Thomas Niedermueller

Polar Bears have seen climate change before. According to a new genetic study on the white-coated arctic mammal, the polar bear species might be upwards of four million years old. 

Webb Miller of Pennsylvania State University, along with a group of researchers, set out for the task of finding out just how old the species is to hopefully help them understand how the bears might have survived before. In a study published in Proceedings of the National Academy of Science, Miller said there is no guarantee that polar bears will make it through climate change this time. 

Miller noted that polar bears were likely able to survive other drastic climate changes because of their genetic diversity. He also told Scientific American that the bears are facing unprecedented threats such as heavy metal pollution accumulating in the Arctic. 

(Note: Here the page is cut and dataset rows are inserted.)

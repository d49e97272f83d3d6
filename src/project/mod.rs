// SPDX-License-Identifier: MIT
//! Per-session project tree access.
//!
//! Each session owns one directory under the projects root:
//!
//!   {projects_dir}/{session}/src/**        — editable sources (watched)
//!   {projects_dir}/{session}/dist/**       — build output
//!   {projects_dir}/{session}/package.json  — build manifest (opaque here)
//!
//! The AI edit loop talks to this module through `save_files`; everything
//! else in the daemon only needs the path resolvers.

use anyhow::Result;
use std::collections::BTreeMap;
use std::path::{Path, PathBuf};
use tracing::info;

/// Subdirectory holding a session's editable sources.
pub const SRC_DIR: &str = "src";
/// Subdirectory produced by the build phase.
pub const DIST_DIR: &str = "dist";

/// Resolves and manipulates session project trees on the local filesystem.
pub struct ProjectStore {
    projects_dir: PathBuf,
}

impl ProjectStore {
    pub fn new(projects_dir: impl Into<PathBuf>) -> Self {
        Self {
            projects_dir: projects_dir.into(),
        }
    }

    /// Root directory for a session's project.
    pub fn project_path(&self, session_id: &str) -> PathBuf {
        self.projects_dir.join(session_id)
    }

    pub fn src_path(&self, session_id: &str) -> PathBuf {
        self.project_path(session_id).join(SRC_DIR)
    }

    pub fn dist_path(&self, session_id: &str) -> PathBuf {
        self.project_path(session_id).join(DIST_DIR)
    }

    pub fn exists(&self, session_id: &str) -> bool {
        self.project_path(session_id).is_dir()
    }

    /// Write a map of `relative path under src/` → file content. Parent
    /// directories are created as needed. This is the "save" call the edit
    /// loop invokes after generating code.
    pub async fn save_files(
        &self,
        session_id: &str,
        files: &BTreeMap<String, String>,
    ) -> Result<()> {
        let src = self.src_path(session_id);
        tokio::fs::create_dir_all(&src).await?;

        for (rel, content) in files {
            let dest = src.join(rel);
            if let Some(parent) = dest.parent() {
                tokio::fs::create_dir_all(parent).await?;
            }
            tokio::fs::write(&dest, content).await?;
        }
        Ok(())
    }

    /// Read every file under `src/` back as `relative path` → content.
    /// Missing project or src directory yields an empty map.
    pub async fn load_files(&self, session_id: &str) -> Result<BTreeMap<String, String>> {
        let src = self.src_path(session_id);
        let mut files = BTreeMap::new();
        if !src.is_dir() {
            return Ok(files);
        }
        collect_files(&src, &src, &mut files)?;
        Ok(files)
    }

    /// Remove a session's entire project tree.
    pub async fn delete_project(&self, session_id: &str) -> Result<()> {
        let path = self.project_path(session_id);
        if path.exists() {
            tokio::fs::remove_dir_all(&path).await?;
            info!(session_id, "project deleted");
        }
        Ok(())
    }
}

fn collect_files(
    base: &Path,
    dir: &Path,
    out: &mut BTreeMap<String, String>,
) -> Result<()> {
    for entry in std::fs::read_dir(dir)? {
        let entry = entry?;
        let path = entry.path();
        if path.is_dir() {
            collect_files(base, &path, out)?;
        } else if let Ok(rel) = path.strip_prefix(base) {
            let content = std::fs::read_to_string(&path)?;
            out.insert(rel.to_string_lossy().into_owned(), content);
        }
    }
    Ok(())
}
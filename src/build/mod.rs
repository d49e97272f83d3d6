//! Build orchestration: state store, freshness cache, queue, runner,
//! progress events.

pub mod events;
pub mod freshness;
pub mod model;
pub mod queue;
pub mod runner;
pub mod store;

use std::path::PathBuf;
use std::sync::Arc;

use crate::config::BuildConfig;
use crate::project::ProjectStore;

use self::events::EventSink;
use self::model::{BuildStatusSnapshot, EnqueueOutcome};
use self::queue::BuildQueue;
use self::store::BuildStateStore;

/// Facade over the build subsystem — the surface the orchestration and
/// transport collaborators call.
pub struct BuildService {
    store: Arc<BuildStateStore>,
    projects: Arc<ProjectStore>,
    queue: BuildQueue,
}

impl BuildService {
    /// Wire the store, runner, and dispatcher. `sink` is the producer side
    /// of the event channel; the broadcaster loop drains the other end.
    pub fn start(projects: Arc<ProjectStore>, config: BuildConfig, sink: EventSink) -> Self {
        let store = Arc::new(BuildStateStore::new());
        let queue = BuildQueue::start(
            Arc::clone(&store),
            Arc::clone(&projects),
            config,
            sink,
        );
        Self {
            store,
            projects,
            queue,
        }
    }

    /// Queue a build for a session. See [`BuildQueue::enqueue`].
    pub async fn enqueue_build(&self, session_id: &str, force_rebuild: bool) -> EnqueueOutcome {
        self.queue.enqueue(session_id, force_rebuild).await
    }

    /// Current status, error, duration, and bounded log tail.
    pub fn build_status(&self, session_id: &str) -> BuildStatusSnapshot {
        self.store.snapshot(session_id)
    }

    /// Full retained log for a session, oldest first.
    pub fn build_logs(&self, session_id: &str) -> Vec<String> {
        self.store.logs(session_id)
    }

    /// Whether a build output exists on disk for this session.
    pub fn is_built(&self, session_id: &str) -> bool {
        freshness::is_built(&self.projects.project_path(session_id))
    }

    /// Path to the built output directory, if present.
    pub fn artifact_path(&self, session_id: &str) -> Option<PathBuf> {
        let dist = self.projects.dist_path(session_id);
        dist.is_dir().then_some(dist)
    }

    /// Drop the session's build record (project deleted externally).
    pub fn forget(&self, session_id: &str) {
        self.store.forget(session_id);
    }

    /// Stop accepting new jobs. In-flight builds run to completion.
    pub fn shutdown(&self) {
        self.queue.shutdown();
    }
}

The group produced simulations of how the polar bear's DNA changed over time. Their findings suggest that the polar bear populations rose and fell with the temperature, according to Science News. After thriving during cooler times between 800,000 and 600,000 years ago, the bears, "seem to have suffered a genetic bottleneck and crashed after a warmer period that started about 420,000 years ago," Science News noted.

Charlotte Lindqvist of the University at Buffalo, told The New York Times, that during these times of warming, polar bears would often breed with brown bears who moved north during warming, potentially helping the species to survive the rising temperatures. 

The authors of the study suggested that there may be more inbreeding ahead for brown bears and polar bears, giving the polar bears a fighting chance against climate change.